Honda has added more features to the top variant of the Amaze, NVH has improved
“Do not follow where the path may lead. Go instead where there is no path and leave a trail” goes a famous saying. So when Honda sent us the invite for an experiential drive in Gujarat in the Honda Amaze, we were game for what lied ahead. Travel in a motoring journalist’s life has the same relation as a car has to fuel, you just can’t do without either. Various first drives are kept by manufacturers all over the country but the state of Gujarat has never been a favourite. The primary factor in this being the prohibition of alcohol. The fact goes that when everyone meets at an event, the celebration isn’t enough without the tingle of alcohol on the taste buds. But Honda had planned this rather well as we were about to find out.
The Honda Amaze has been a very successful model for the Japanese manufacturer. Recently, the Amaze made its way into the Guinness Book of World Records for doing the longest drive by a single car in a country. Having delivered more than 1.25 lakh cars to customers since its launch, Honda had organised a ‘Discover Amazing India’ drive in the Honda Amaze to celebrate this feat. After catching an early morning flight to Ahmedabad, we were ready to drive to one of the most unique places in India, the Rann of Kutch. At our disposal was the new VX(O) variant of the Amaze which now gets an all black dashboard, AVN (carried from the Mobilio) and new white illumination on the speedometer. Another add-on includes electronically folding mirrors. From now on, even the SX variant will get electronically folding mirrors and a rear defogger. We set up our GPS for Bhuj (our first waypoint) and set off.
The roads in Gujarat are probably the best in the country. Even small towns and villages enroute had perfectly surfaced tarmac and it was a pleasure to drive through these. Yes, some areas did have some patchy and irregular surfaces but the Amaze eagerly went on without a hassle. After a quick stop for lunch we reached Bhuj, which is the closed city to this side of the Rann. After fuelling up the cars, most of the journalists obtained alcohol permits, which was a supposedly a lengthy task (we are teetotallers) and headed towards Dhordo Tent City, where we would be put up. The satellite navigation worked well and we reached our destination without any hiccups. This is the best time to visit Kutch as the Rann Utsav gathers quite a crowd to the area.
The day was not over yet. After dinner, we went out to the Rann for a midnight walk. You may wonder what would one see in the dark night but this turned out to be quite an experience. The sky was clear and one could see the stars distinctly, something the pollution and smog deprives you of in the metro cities. The night sky was complemented by the moon which would really light up the night and the ground (covered with white salt deposits). The beauty of the sky was truly astonishing. The silence of the night was occasionally broken by an Air-Force fighter jet patrolling the area. Pakistan border was barely 60 kms away and the white desert extends all the way into Pakistan and is the largest salt desert in the world.
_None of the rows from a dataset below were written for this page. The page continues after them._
//! Chat Model Client
//!
//! 質問応答に使う言語モデルの抽象（`ChatModel`）と、
//! OpenAI互換のチャット補完APIを叩くGroqクライアント（`groq`フィーチャー）を提供する。

use crate::assistant::prompt::ChatRequest;
use crate::error::RentsheetError;

/// 質問応答モデル
///
/// リクエストを受け取り、生成されたテキストを返します。
/// テストやオフライン利用では、クロージャをそのままモデルとして渡せます。
///
/// ```rust
/// use rentsheet::{ChatModel, ChatRequest, RentsheetError};
///
/// let model = |_: &ChatRequest| -> Result<String, RentsheetError> { Ok("A1 owes 2500".to_string()) };
/// let request = ChatRequest { messages: Vec::new(), temperature: 0.3 };
/// assert_eq!(model.complete(&request).unwrap(), "A1 owes 2500");
/// ```
pub trait ChatModel {
    fn complete(&self, request: &ChatRequest) -> Result<String, RentsheetError>;
}

impl<F> ChatModel for F
where
    F: Fn(&ChatRequest) -> Result<String, RentsheetError>,
{
    fn complete(&self, request: &ChatRequest) -> Result<String, RentsheetError> {
        self(request)
    }
}

#[cfg(feature = "groq")]
pub use groq::{GroqClient, GroqConfig};

#[cfg(feature = "groq")]
mod groq {
    use std::time::Duration;

    use serde::{Deserialize, Serialize};

    use super::ChatModel;
    use crate::assistant::prompt::{ChatMessage, ChatRequest};
    use crate::error::RentsheetError;

    const DEFAULT_BASE_URL: &str = "https://api.groq.com/openai/v1";
    const DEFAULT_MODEL: &str = "llama3-8b-8192";
    const REQUEST_TIMEOUT: Duration = Duration::from_secs(30);

    /// Groq APIの接続設定
    #[derive(Debug, Clone)]
    pub struct GroqConfig {
        pub api_key: String,
        pub base_url: String,
        pub model: String,
    }

    impl GroqConfig {
        /// APIキーだけを指定し、その他は既定値で設定を作成
        pub fn new(api_key: impl Into<String>) -> Self {
            Self {
                api_key: api_key.into(),
                base_url: DEFAULT_BASE_URL.to_string(),
                model: DEFAULT_MODEL.to_string(),
            }
        }

        /// 環境変数から設定を読み込む
        ///
        /// `GROQ_API_KEY`は必須です。`GROQ_BASE_URL`と`GROQ_MODEL`は省略できます。
        ///
        /// # 戻り値
        ///
        /// * `Err(RentsheetError::Config)` - `GROQ_API_KEY`が未設定または空の場合
        pub fn from_env() -> Result<Self, RentsheetError> {
            let api_key = std::env::var("GROQ_API_KEY")
                .ok()
                .filter(|key| !key.trim().is_empty())
                .ok_or_else(|| RentsheetError::Config("GROQ_API_KEY is not set".to_string()))?;

            let mut config = Self::new(api_key);
            if let Ok(base_url) = std::env::var("GROQ_BASE_URL") {
                config.base_url = base_url;
            }
            if let Ok(model) = std::env::var("GROQ_MODEL") {
                config.model = model;
            }
            Ok(config)
        }
    }

    #[derive(Serialize)]
    struct CompletionBody<'a> {
        model: &'a str,
        messages: &'a [ChatMessage],
        temperature: f32,
    }

    #[derive(Deserialize)]
    struct CompletionResponse {
        #[serde(default)]
        choices: Vec<Choice>,
    }

    #[derive(Deserialize)]
    struct Choice {
        message: ChoiceMessage,
    }

    #[derive(Deserialize)]
    struct ChoiceMessage {
        #[serde(default)]
        content: Option<String>,
    }

    /// Groqのチャット補完APIクライアント（ブロッキング）
    #[derive(Debug)]
    pub struct GroqClient {
        client: reqwest::blocking::Client,
        config: GroqConfig,
    }

    impl GroqClient {
        /// 設定からクライアントを作成
        pub fn new(config: GroqConfig) -> Result<Self, RentsheetError> {
            let client = reqwest::blocking::Client::builder()
                .timeout(REQUEST_TIMEOUT)
                .build()
                .map_err(|e| RentsheetError::Model(format!("failed to create HTTP client: {}", e)))?;

            Ok(Self { client, config })
        }

        /// 環境変数の設定からクライアントを作成
        pub fn from_env() -> Result<Self, RentsheetError> {
            Self::new(GroqConfig::from_env()?)
        }

        fn endpoint(&self) -> String {
            format!("{}/chat/completions", self.config.base_url.trim_end_matches('/'))
        }
    }

    impl ChatModel for GroqClient {
        fn complete(&self, request: &ChatRequest) -> Result<String, RentsheetError> {
            let body = CompletionBody {
                model: &self.config.model,
                messages: &request.messages,
                temperature: request.temperature,
            };

            let response = self
                .client
                .post(self.endpoint())
                .bearer_auth(&self.config.api_key)
                .json(&body)
                .send()
                .map_err(|e| RentsheetError::Model(e.to_string()))?;

            let status = response.status();
            if !status.is_success() {
                let text = response.text().unwrap_or_default();
                if status == reqwest::StatusCode::PAYLOAD_TOO_LARGE
                    || text.contains("Request too large")
                {
                    return Err(RentsheetError::RequestTooLarge(text));
                }
                return Err(RentsheetError::Model(format!("HTTP {}: {}", status, text)));
            }

            let parsed: CompletionResponse = response
                .json()
                .map_err(|e| RentsheetError::Model(e.to_string()))?;

            Ok(parsed
                .choices
                .into_iter()
                .next()
                .and_then(|choice| choice.message.content)
                .unwrap_or_default())
        }
    }

}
The next day we took the cars to the white desert. The barren land is covered with salt and is practically endless. Some areas were marshy and we had to tread with caution. The salt on the ground mimicked snow and the photographs amplified this fact further. Another place worth visiting in the area was Kala Dungar, which is the highest point in the region and gives a birds eye view of the Rann. By now, pure vegetarian and sweet food was getting to most. In all fairness, the traditional food was cooked well but it was just the taste buds which begged to differ.
We had covered almost 800 kms in the Honda Amaze in these two days. The newly added AVN adds quite a lot of value to the package. Besides, when it comes to visual appeal, the Amaze is clearly well proportioned and is the most pleasing car to look at in its class. Honda engineers continuously work on various ways to improve existing products and they have done well with the Amaze. The kink in the armour was the NVH in the diesel powered car with the i-DTEC being quite loud. However Honda engineers have improved on this front and NVH levels are much better now. We thoroughly enjoyed exploring Gujarat in the Amaze which went perfectly with the theme of ‘Discover Amazing India’ in the Honda Amaze.